Chairman: This is not exactly central to our
inquiry this afternoon.
Mr Todd: I will let it lie there.
Chairman: Very interesting. Mr Marsden?
Mr Marsden
296. Mr Riley, in your memorandum you state
that the "segregation of GM foods is essential for the establishment
of a reliable labelling system in which the public have confidence."
Do you feel segregation is the same as identity preservation?
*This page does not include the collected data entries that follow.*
//! Error types for the Spotify Web API transport

use bridge_traits::error::BridgeError;
use core_auth::AuthError;
use serde::Deserialize;
use std::fmt;
use thiserror::Error;

/// Status, API error code and message of a failed response.
///
/// The Web API reports failures as `{"error": {"status": 404, "message":
/// "..."}}`; `code` is that inner status, `0` when the body carries none.
#[derive(Debug, Clone, PartialEq, Eq)]
pub struct ApiErrorDetails {
    pub status: u16,
    pub code: u32,
    pub message: String,
}

#[derive(Deserialize)]
struct ErrorEnvelope {
    error: ErrorPayload,
    #[serde(default)]
    error_description: Option<String>,
}

#[derive(Deserialize)]
#[serde(untagged)]
enum ErrorPayload {
    Regular {
        #[serde(default)]
        status: u32,
        #[serde(default)]
        message: String,
    },
    // accounts service style: {"error": "invalid_client", "error_description": "..."}
    Plain(String),
}

impl ApiErrorDetails {
    /// Extract the details from a failed response body.
    pub fn from_body(status: u16, body: &[u8]) -> Self {
        match serde_json::from_slice::<ErrorEnvelope>(body) {
            Ok(ErrorEnvelope {
                error: ErrorPayload::Regular { status: code, message },
                ..
            }) => Self {
                status,
                code,
                message,
            },
            Ok(ErrorEnvelope {
                error: ErrorPayload::Plain(error),
                error_description,
            }) => Self {
                status,
                code: 0,
                message: error_description.unwrap_or(error),
            },
            Err(_) => Self {
                status,
                code: 0,
                message: String::from_utf8_lossy(body).trim().to_string(),
            },
        }
    }
}

impl fmt::Display for ApiErrorDetails {
    fn fmt(&self, f: &mut fmt::Formatter<'_>) -> fmt::Result {
        write!(f, "(status {}, error code {})", self.status, self.code)?;
        if !self.message.is_empty() {
            write!(f, ": {}", self.message)?;
        }
        Ok(())
    }
}

/// Transport errors of the Web API client
#[derive(Error, Debug)]
pub enum SpotifyError {
    /// 403 response
    #[error("Forbidden {0}")]
    Forbidden(ApiErrorDetails),

    /// 404 response
    #[error("Not found {0}")]
    NotFound(ApiErrorDetails),

    /// 5xx response, after retries where the status is retryable
    #[error("Server error {0}")]
    ServerError(ApiErrorDetails),

    /// Any other non-2xx response
    #[error("HTTP error {0}")]
    Http(ApiErrorDetails),

    /// The request never produced a response
    #[error("Network error: {0}")]
    Network(String),

    /// Failed to parse API response
    #[error("Failed to parse API response: {0}")]
    Parse(String),

    /// The request could not be built from its arguments
    #[error("Invalid request: {0}")]
    InvalidRequest(String),

    #[error(transparent)]
    Auth(#[from] AuthError),

    #[error(transparent)]
    Bridge(#[from] BridgeError),
}

/// Result type for Web API operations
pub type Result<T> = std::result::Result<T, SpotifyError>;

impl SpotifyError {
    /// Classify a non-2xx response that is not retried (any more).
    pub fn from_status(details: ApiErrorDetails) -> Self {
        match details.status {
            403 => SpotifyError::Forbidden(details),
            404 => SpotifyError::NotFound(details),
            s if s >= 500 => SpotifyError::ServerError(details),
            _ => SpotifyError::Http(details),
        }
    }

    /// Details of a status-derived error.
    pub fn details(&self) -> Option<&ApiErrorDetails> {
        match self {
            SpotifyError::Forbidden(d)
            | SpotifyError::NotFound(d)
            | SpotifyError::ServerError(d)
            | SpotifyError::Http(d) => Some(d),
            _ => None,
        }
    }

    /// HTTP status of a status-derived error.
    pub fn status(&self) -> Option<u16> {
        self.details().map(|d| d.status)
    }
}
(Mr Riley) I think there is some confusion over the
two terms. Traditionally, identity preservation has been used
to describe the process whereby specialist crops have been tracked
into a specialist market. One thinks of soya going into the Japanese
tofu market for instance where they want a particular type of
bean. That is identity preservation, but in the case of GM and
non-GM soya where they are both serving the same market, segregation
of the crops from the field, and indeed when it is growing, is
essential to achieve an accurate labelling system otherwise we
will just get a huge mess with cross-contamination at various
points along the chain.
297. You say that "isolation distances
between GM and non-GM crops must be large enough to ensure the
integrity of non-GM crops". Are you satisfied with the limit
used in SCIMAC guidelines?
(Mr Riley) No, we are not at all satisfied with those.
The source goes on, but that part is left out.